After that meeting, Mr Blair said: "Each member of the cabinet and today the cabinet as a whole has made clear their support for the principle for joining the single currency, with its potential benefits to Britain, to jobs and industry and standard of living of the British people.
"And in addition each has made it clear that that decision, of course, must be based on the rigorous assessment of our long term economic interests."
The prime minister, speaking at his monthly news conference, went on to suggest that a referendum on euro membership could be won.
"I'm not sure that public opinion is in quite the settled place that some of those that are viscerally opposed to Europe say," he said.

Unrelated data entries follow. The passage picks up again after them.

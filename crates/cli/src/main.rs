//! Merkato CLI - Database migrations and access tokens.
//!
//! # Usage
//!
//! ```bash
//! # Run cart service database migrations
//! merkato-cli migrate
//!
//! # Issue an access token for a user
//! merkato-cli token issue --user-id 42 --ttl-days 30
//!
//! # Revoke an access token
//! merkato-cli token revoke --token <TOKEN>
//! ```
//!
//! # Commands
//!
//! - `migrate` - Run database migrations
//! - `token issue` - Create a bearer token for a user
//! - `token revoke` - Delete a bearer token

#![cfg_attr(not(test), forbid(unsafe_code))]

use clap::{Parser, Subcommand};

mod commands;

#[derive(Parser)]
#[command(name = "merkato-cli")]
#[command(author, version, about = "Merkato CLI tools")]
struct Cli {
    #[command(subcommand)]
    command: Commands,
}

#[derive(Subcommand)]
enum Commands {
    /// Run database migrations
    Migrate,
    /// Manage access tokens
    Token {
        #[command(subcommand)]
        action: TokenAction,
    },
}

#[derive(Subcommand)]
enum TokenAction {
    /// Issue a new access token
    Issue {
        /// User the token authenticates
        #[arg(short, long)]
        user_id: i32,

        /// Days until the token expires (default: never)
        #[arg(short, long)]
        ttl_days: Option<i64>,
    },
    /// Revoke an access token
    Revoke {
        /// The token to revoke
        #[arg(short, long)]
        token: String,
    },
}

#[tokio::main]
async fn main() {
    // Initialize tracing
    tracing_subscriber::fmt::init();

    let cli = Cli::parse();

    let result: Result<(), Box<dyn std::error::Error>> = run(cli).await;

    if let Err(e) = result {
        tracing::error!("Command failed: {e}");
        std::process::exit(1);
    }
}

async fn run(cli: Cli) -> Result<(), Box<dyn std::error::Error>> {
    match cli.command {
        Commands::Migrate => commands::migrate::run().await?,
        Commands::Token { action } => match action {
            TokenAction::Issue { user_id, ttl_days } => {
                let token = commands::token::issue(user_id, ttl_days).await?;
                // The token is shown once; only its digest is stored
                #[allow(clippy::print_stdout)]
                {
                    println!("{token}");
                }
            }
            TokenAction::Revoke { token } => commands::token::revoke(&token).await?,
        },
    }
    Ok(())
}

#[cfg(test)]
mod tests {
    use clap::CommandFactory;

    use super::*;

    #[test]
    fn test_cli_definition_is_valid() {
        Cli::command().debug_assert();
    }

    #[test]
    fn test_parse_token_issue() {
        let cli = Cli::try_parse_from(["merkato-cli", "token", "issue", "--user-id", "42", "--ttl-days", "7"])
            .expect("valid arguments");
        match cli.command {
            Commands::Token {
                action: TokenAction::Issue { user_id, ttl_days },
            } => {
                assert_eq!(user_id, 42);
                assert_eq!(ttl_days, Some(7));
            }
            _ => panic!("expected token issue"),
        }
    }

    #[test]
    fn test_parse_migrate() {
        let cli = Cli::try_parse_from(["merkato-cli", "migrate"]).expect("valid arguments");
        assert!(matches!(cli.command, Commands::Migrate));
    }
}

"I think when people reflect upon it they understand that it is not sensible for Britain to separate itself out from Europe."
Conservative shadow chancellor Michael Howard argued the whole euro verdict process was fundamentally flawed.
"Even if the tests were met today, how can anyone know whether they would also be met in two or five or 10 years time," he said.
"That is why Mervyn King, incoming Governor of the Bank of England, said it would take two or three hundred years worth of data to prove true convergence.
"That is why the Permanent Secretary to the Treasury, Gus O'Donnell, said that the tests would never give a clear and unambiguous verdict in favour of British entry to the euro."
Pro-euro Liberal Democrat Treasury spokesman Matthew Taylor on Thursday said everyone knew Mr Blair and Mr Brown were divided over holding a referendum before the next election.
"The cabinet consultation is just a charade to cover this titanic struggle," he said.
"The truth is that the decision boils down to a matter of judgement about Britain's best interests, and the only real way to resolve this conflict is to put it to a referendum so the British people can decide."